What I care about mainly is Layer Zero through Two, and in Layer Zero through Two, we're in control here; nothing gets out of control. It's very hypothetical to think about a control layer that's trying to write a better control layer. The control layer value is stuck on what the language model can do, and the language model can only do so much. There's a lot of interesting debates at Layer Three, but they're also very speculative right now. They're not things we're going to stumble into in the next six months or so.
I keep coming back to the language model being inert. The control logic can autoregressively keep calling it to get tokens out of it, but it is inert; the language model is not an intelligence that can sort of take over. It's just a giant collection of gears and dials that, if you turn long enough, a word comes out the other side.
AI's power is in your hands—use it wisely! 🤖🧠
Let's keep this nerd thing going, but first, I want to briefly talk about one of our sponsors.
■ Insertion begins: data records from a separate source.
// OpenAI-compatible chat-completions client.
//
// Works against any endpoint that accepts `{model, messages, temperature}`
// and answers with `choices[0].message.content`. The client is blocking and
// holds one reusable `reqwest::blocking::Client` with the configured timeout.

use crate::service::{CompletionRequest, LlmError, TextSuggestionService};
use reqwest::blocking::Client;
use serde::{Deserialize, Serialize};
use std::time::Duration;
use tracing::{debug, warn};

#[derive(Debug, Serialize)]
struct ChatMessage<'a> {
    role: &'a str,
    content: &'a str,
}

#[derive(Debug, Serialize)]
struct ChatRequest<'a> {
    model: &'a str,
    messages: Vec<ChatMessage<'a>>,
    temperature: f32,
}

#[derive(Debug, Deserialize)]
struct ChatResponse {
    choices: Vec<ChatChoice>,
}

#[derive(Debug, Deserialize)]
struct ChatChoice {
    message: ChatResponseMessage,
}

#[derive(Debug, Deserialize)]
struct ChatResponseMessage {
    #[serde(default)]
    content: Option<String>,
}

pub struct ChatCompletionsClient {
    client: Client,
    api_url: String,
    model: String,
    api_key: String,
}

impl ChatCompletionsClient {
    /// Build a client for the full chat-completions URL (not a base URL).
    pub fn new(
        api_url: impl Into<String>,
        model: impl Into<String>,
        api_key: impl Into<String>,
        timeout: Duration,
    ) -> Result<Self, LlmError> {
        let client = Client::builder()
            .timeout(timeout)
            .build()
            .map_err(|e| LlmError::Connection(format!("failed to build HTTP client: {e}")))?;
        Ok(Self {
            client,
            api_url: api_url.into(),
            model: model.into(),
            api_key: api_key.into(),
        })
    }

    pub fn model(&self) -> &str {
        &self.model
    }

    fn build_body<'a>(&'a self, request: &'a CompletionRequest) -> ChatRequest<'a> {
        let mut messages = Vec::with_capacity(2);
        if let Some(system) = request.system_prompt.as_deref() {
            messages.push(ChatMessage {
                role: "system",
                content: system,
            });
        }
        messages.push(ChatMessage {
            role: "user",
            content: &request.prompt,
        });
        ChatRequest {
            model: &self.model,
            messages,
            temperature: request.temperature,
        }
    }
}

fn first_choice_content(response: ChatResponse) -> Result<String, LlmError> {
    response
        .choices
        .into_iter()
        .next()
        .and_then(|choice| choice.message.content)
        .ok_or_else(|| LlmError::InvalidResponse("response has no message content".to_string()))
}

impl TextSuggestionService for ChatCompletionsClient {
    fn name(&self) -> &str {
        "chat-completions"
    }

    fn complete(&self, request: &CompletionRequest) -> Result<String, LlmError> {
        let body = self.build_body(request);
        debug!(
            model = %self.model,
            prompt_chars = request.prompt.chars().count(),
            temperature = request.temperature,
            "Sending chat completion request"
        );

        let response = self
            .client
            .post(&self.api_url)
            .bearer_auth(&self.api_key)
            .json(&body)
            .send()
            .map_err(|e| {
                if e.is_timeout() {
                    LlmError::Timeout
                } else {
                    LlmError::Connection(e.to_string())
                }
            })?;

        let status = response.status();
        if !status.is_success() {
            let message = response.text().unwrap_or_default();
            warn!(status = status.as_u16(), "Chat completion request failed");
            return Err(LlmError::Api {
                status: status.as_u16(),
                message,
            });
        }

        let parsed: ChatResponse = response
            .json()
            .map_err(|e| LlmError::InvalidResponse(e.to_string()))?;
        first_choice_content(parsed)
    }
}
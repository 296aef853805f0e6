// JSON suggestions embedded in free text.
//
// Models wrap their JSON in prose or code fences often enough that the
// answer is never parsed directly. `extract_json_object` first tries the
// span from the first '{' to the last '}'; when that span does not parse it
// scans for the first balanced object (string-literal aware) that does.
//
// `Suggestion<T>` is the tagged outcome every consumer matches on. A service
// error, a missing object, or an object of the wrong shape all become
// `Fallback { reason }`; none of them is raised as an error.

use crate::service::{CompletionRequest, TextSuggestionService};
use serde::de::DeserializeOwned;
use tracing::{debug, warn};

/// Parsed suggestion or the reason the caller must fall back.
#[derive(Debug, Clone, PartialEq)]
pub enum Suggestion<T> {
    Parsed(T),
    Fallback { reason: String },
}

impl<T> Suggestion<T> {
    pub fn fallback(reason: impl Into<String>) -> Self {
        Suggestion::Fallback {
            reason: reason.into(),
        }
    }

    pub fn is_parsed(&self) -> bool {
        matches!(self, Suggestion::Parsed(_))
    }

    pub fn parsed(self) -> Option<T> {
        match self {
            Suggestion::Parsed(value) => Some(value),
            Suggestion::Fallback { .. } => None,
        }
    }

    /// Keep a parsed value only if `check` accepts it.
    pub fn validate(self, check: impl FnOnce(&T) -> Result<(), String>) -> Self {
        match self {
            Suggestion::Parsed(value) => match check(&value) {
                Ok(()) => Suggestion::Parsed(value),
                Err(reason) => Suggestion::Fallback { reason },
            },
            fallback => fallback,
        }
    }
}

fn parses_as_object(candidate: &str) -> bool {
    matches!(
        serde_json::from_str::<serde_json::Value>(candidate),
        Ok(serde_json::Value::Object(_))
    )
}

/// End index (exclusive) of the balanced object starting at `start`.
fn balanced_end(text: &str, start: usize) -> Option<usize> {
    let mut depth = 0usize;
    let mut in_string = false;
    let mut escaped = false;
    for (offset, c) in text[start..].char_indices() {
        if in_string {
            match c {
                _ if escaped => escaped = false,
                '\\' => escaped = true,
                '"' => in_string = false,
                _ => {}
            }
            continue;
        }
        match c {
            '"' => in_string = true,
            '{' => depth += 1,
            '}' => {
                depth = depth.checked_sub(1)?;
                if depth == 0 {
                    return Some(start + offset + 1);
                }
            }
            _ => {}
        }
    }
    None
}

/// Locate one JSON object inside `text`.
pub fn extract_json_object(text: &str) -> Option<&str> {
    let first = text.find('{')?;
    let last = text.rfind('}')?;
    if last > first {
        let greedy = &text[first..=last];
        if parses_as_object(greedy) {
            return Some(greedy);
        }
    }

    for (start, _) in text.match_indices('{') {
        if let Some(end) = balanced_end(text, start) {
            let candidate = &text[start..end];
            if parses_as_object(candidate) {
                return Some(candidate);
            }
        }
    }
    None
}

/// Extract and deserialize a suggestion from free text.
pub fn parse_suggestion<T: DeserializeOwned>(text: &str) -> Suggestion<T> {
    let Some(json) = extract_json_object(text) else {
        return Suggestion::fallback("no JSON object in response");
    };
    match serde_json::from_str::<T>(json) {
        Ok(value) => Suggestion::Parsed(value),
        Err(e) => Suggestion::fallback(format!("unexpected JSON shape: {e}")),
    }
}

/// Ask `service` and parse the answer. Service failures become fallbacks.
pub fn request_suggestion<T, S>(service: &S, request: &CompletionRequest) -> Suggestion<T>
where
    T: DeserializeOwned,
    S: TextSuggestionService + ?Sized,
{
    let suggestion = match service.complete(request) {
        Ok(text) => parse_suggestion(&text),
        Err(e) => Suggestion::fallback(e.to_string()),
    };
    match &suggestion {
        Suggestion::Parsed(_) => debug!(service = service.name(), "Suggestion parsed"),
        Suggestion::Fallback { reason } => {
            warn!(service = service.name(), %reason, "Suggestion unusable, falling back")
        }
    }
    suggestion
}

#[cfg(test)]
mod tests {
    use super::*;
    use crate::service::{LlmError, NoSuggestions};
    use serde::Deserialize;

    #[derive(Debug, Deserialize, PartialEq)]
    struct Tempo {
        tempo: u32,
    }

    struct Canned(&'static str);

    impl TextSuggestionService for Canned {
        fn name(&self) -> &str {
            "canned"
        }
        fn complete(&self, _request: &CompletionRequest) -> Result<String, LlmError> {
            Ok(self.0.to_string())
        }
    }

    #[test]
    fn test_extract_from_prose_and_fences() {
        let text = "Sure! Here you go:\n```json\n{\"tempo\": 90}\n```\nEnjoy.";
        assert_eq!(extract_json_object(text), Some("{\"tempo\": 90}"));
    }

    #[test]
    fn test_extract_nested_object() {
        let text = r#"{"a": {"b": [1, 2]}, "c": "}"}"#;
        assert_eq!(extract_json_object(text), Some(text));
    }

    #[test]
    fn test_balanced_scan_when_greedy_span_fails() {
        let text = r#"first {"tempo": 72} then {oops}"#;
        assert_eq!(extract_json_object(text), Some(r#"{"tempo": 72}"#));
    }

    #[test]
    fn test_no_object() {
        assert_eq!(extract_json_object("no json here"), None);
        assert_eq!(extract_json_object("} backwards {"), None);
        assert_eq!(extract_json_object("[1, 2, 3]"), None);
    }

    #[test]
    fn test_parse_suggestion_outcomes() {
        assert_eq!(
            parse_suggestion::<Tempo>("{\"tempo\": 120}"),
            Suggestion::Parsed(Tempo { tempo: 120 })
        );
        assert!(!parse_suggestion::<Tempo>("{\"speed\": 1}").is_parsed());
        assert!(!parse_suggestion::<Tempo>("").is_parsed());
    }

    #[test]
    fn test_validate_turns_rejects_into_fallback() {
        let s = Suggestion::Parsed(Tempo { tempo: 10 })
            .validate(|t| if t.tempo >= 40 { Ok(()) } else { Err("too slow".into()) });
        assert_eq!(s, Suggestion::fallback("too slow"));
    }

    #[test]
    fn test_request_suggestion_never_errors() {
        let parsed: Suggestion<Tempo> =
            request_suggestion(&Canned("ok {\"tempo\": 99}"), &CompletionRequest::new("p"));
        assert_eq!(parsed.parsed(), Some(Tempo { tempo: 99 }));

        let down: Suggestion<Tempo> =
            request_suggestion(&NoSuggestions::default(), &CompletionRequest::new("p"));
        assert!(matches!(down, Suggestion::Fallback { ref reason } if reason.contains("unavailable")));
    }
}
Grammarly is an AI writing partner that helps you not only get your work done faster but also communicate more clearly. 96% of Grammarly users report that Grammarly helps them craft more impactful writing. It works across over 500,000 apps and websites. Grammarly is there to help you make that writing better.
It can now do sophisticated things, for example, like tone detection. It can help you get the tone just right. It can generate not just correct or rewrite, but generate in ways that, as you get more used to it, helps you. Grammarly is where you're already doing your writing. It's the gold standard of responsible AI in the sense that they have, for 15 years, had best-in-class communication trusted by tens of millions of professionals.
Jesse, let's do some questions. First question is from Bernie: Should I be worried about the spread of disinformation on a grand scale? If so, how should I manage this? One of the big concerns is that you could use it to generate misinformation, right? Generate text that's false and that people might believe. Of course, it could then be used equally for disinformation where you're doing that for particular purposes.
I have two takes on this. In the general sense, I'm not as worried, and let me explain why. What do you need for, let's just call it, high-impact negative information events? You need a combination of two things: a tool that is really good at engendering viral spread of information that hits just the right combination of stickiness, and you need a pool of this sort of available negative information that's potentially viral.
Because of social media curation algorithms, which are engagement-focused, this tool exists that's basically surveying this pool of potential viral-spreading information that can take this negative information and expand it everywhere. What does generative AI change in this equation? It makes the pool of available bad information bigger. What matters is only if AI can create content in this pool that is stickier than the stickiest stuff that's already there.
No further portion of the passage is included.